The investigations, launched in April 2020 by the court of Châlons-en-Champagne (Marne), where one of the first frauds had been committed, quickly made it possible to determine that the suspects were in Israel. In the aftermath, two men residing in a town north of Tel Aviv were arrested by the Israeli judicial authorities who opened a “mirror survey“. First incarcerated in Israel, they then wear an electronic bracelet. One of them recognizes part of the facts.

In June of the same year, another man was arrested as he was about to return to Israel, after spending a few days in Paris. Owner of a currency exchange office, he is suspected of having laundered the sums extorted.
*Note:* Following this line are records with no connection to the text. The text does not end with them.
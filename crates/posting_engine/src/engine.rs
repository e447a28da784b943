use std::sync::{mpsc, Arc};
use std::thread;

use engine_logging::{engine_error, engine_info, engine_warn};
use posting_core::{KeywordRanker, RankedKeywords, RankerConfig};

use crate::analysis::Analyzer;
use crate::fetch::{ChannelProgressSink, ProgressSink};
use crate::history::{RunRecord, RunSink};
use crate::pipeline::Pipeline;
use crate::{EngineEvent, JobId, JobProgress, JobReport, Stage};

enum EngineCommand {
    Enqueue { job_id: JobId, input: String },
}

/// Collaborators that act on a run after extraction.
pub struct EngineServices {
    pub analyzer: Option<Arc<dyn Analyzer>>,
    pub ranker: KeywordRanker,
    /// Ranked against the content when no analysis result supplies candidates.
    pub seed_keywords: Vec<String>,
    pub sink: Option<Arc<dyn RunSink>>,
}

impl Default for EngineServices {
    fn default() -> Self {
        Self {
            analyzer: None,
            ranker: KeywordRanker::new(RankerConfig::default()),
            seed_keywords: Vec::new(),
            sink: None,
        }
    }
}

struct JobContext {
    pipeline: Pipeline,
    services: EngineServices,
}

/// Runs jobs on a background tokio runtime and reports back over a channel.
pub struct EngineHandle {
    cmd_tx: mpsc::Sender<EngineCommand>,
    event_rx: mpsc::Receiver<EngineEvent>,
}

impl EngineHandle {
    pub fn new(pipeline: Pipeline, services: EngineServices) -> Self {
        let (cmd_tx, cmd_rx) = mpsc::channel();
        let (event_tx, event_rx) = mpsc::channel();
        let context = Arc::new(JobContext { pipeline, services });

        thread::spawn(move || {
            let runtime = match tokio::runtime::Runtime::new() {
                Ok(runtime) => runtime,
                Err(err) => {
                    engine_error!("Failed to start engine runtime: {}", err);
                    return;
                }
            };
            while let Ok(command) = cmd_rx.recv() {
                let context = context.clone();
                let event_tx = event_tx.clone();
                runtime.spawn(async move {
                    handle_command(&context, command, event_tx).await;
                });
            }
        });

        Self { cmd_tx, event_rx }
    }

    pub fn enqueue(&self, job_id: JobId, input: impl Into<String>) {
        let _ = self.cmd_tx.send(EngineCommand::Enqueue {
            job_id,
            input: input.into(),
        });
    }

    /// Block until the next event. `None` once the engine thread is gone.
    pub fn recv(&self) -> Option<EngineEvent> {
        self.event_rx.recv().ok()
    }

    pub fn try_recv(&self) -> Option<EngineEvent> {
        self.event_rx.try_recv().ok()
    }
}

async fn handle_command(
    context: &JobContext,
    command: EngineCommand,
    event_tx: mpsc::Sender<EngineEvent>,
) {
    match command {
        EngineCommand::Enqueue { job_id, input } => {
            let sink = ChannelProgressSink::new(event_tx.clone());
            let report = run_job(context, job_id, input, &sink).await;
            if let Some(history) = &context.services.sink {
                history.record(&RunRecord::from_report(&report));
            }
            sink.emit(progress(job_id, Stage::Done));
            let _ = event_tx.send(EngineEvent::JobCompleted {
                job_id,
                report: Box::new(report),
            });
        }
    }
}

async fn run_job(
    context: &JobContext,
    job_id: JobId,
    input: String,
    sink: &ChannelProgressSink,
) -> JobReport {
    sink.emit(progress(job_id, Stage::Queued));
    let extraction = context.pipeline.extract_job(job_id, &input, sink).await;

    let content = match &extraction {
        Ok(result) if result.success => Some(result),
        Ok(_) => None,
        Err(err) => {
            engine_warn!("Rejected input {:?}: {}", input, err);
            None
        }
    };

    let analysis = match (content, &context.services.analyzer) {
        (Some(result), Some(analyzer)) => {
            sink.emit(progress(job_id, Stage::Analyzing));
            let outcome = analyzer
                .analyze(&result.content, &result.structured_fields)
                .await;
            match &outcome {
                Ok(analysis) => engine_info!(
                    "Analysis of {} is {:.0}% complete",
                    result.resolved_url.canonical,
                    analysis.completeness() * 100.0
                ),
                Err(err) => engine_warn!(
                    "Analysis of {} failed: {}",
                    result.resolved_url.canonical,
                    err
                ),
            }
            Some(outcome)
        }
        _ => None,
    };

    let keywords = match content {
        Some(result) => {
            let candidates = match &analysis {
                Some(Ok(analysis)) if !analysis.keyword_candidates().is_empty() => {
                    analysis.keyword_candidates()
                }
                _ => context.services.seed_keywords.clone(),
            };
            context.services.ranker.rank(&result.content, candidates.as_slice())
        }
        None => RankedKeywords::default(),
    };

    JobReport {
        input,
        extraction,
        analysis,
        keywords,
    }
}

fn progress(job_id: JobId, stage: Stage) -> EngineEvent {
    EngineEvent::Progress(JobProgress {
        job_id,
        stage,
        bytes: None,
    })
}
Indicted for “organized gang scam», «organized money laundering” and “conspiracyand placed in pre-trial detention, he disputes the facts during his interrogations.

Rare Extras

Almost a year and a half later, on December 7, 2021, Israel extradites the other two suspects to France, where they are also indicted by a Parisian judge from the National Jurisdiction for the Fight against Organized Crime (Junalco), to whom the investigation was transmitted in view of the complexity of the investigations to be carried out abroad. One of them is imprisoned and the other placed under judicial supervision. “It is still quite rare to have extraditions of the defendants“, underlines Colonel Douvier, who salutes a “very good cooperationat the level of investigation and justice with the Israeli authorities.

Classically, the difficulty in this type of investigation is to convince the authorities of the country concerned to be able to act quickly.“, he explains. Gold, “the question of time is important before these scammers disappear into thin air or move on“. One of the two extradited men tried to challenge his extradition before the French courts, arguing in particular that he should have first been summoned to his address in Israel before being arrested. Deemed admissible, his request was however rejected by the Paris Court of Appeal.

For Me Philippe Ohayon, one of the suspect’s lawyers, the fact that the Court of Appeal found the request admissible and examined it is however “breakthrough», sign of a «increasing scrutiny by judges over extradition requests“. For the lawyer,think twice before requesting extraditionbecause it involves the risk of prolonged detention, sometimes unjustified, due to the cumbersomeness of the procedure.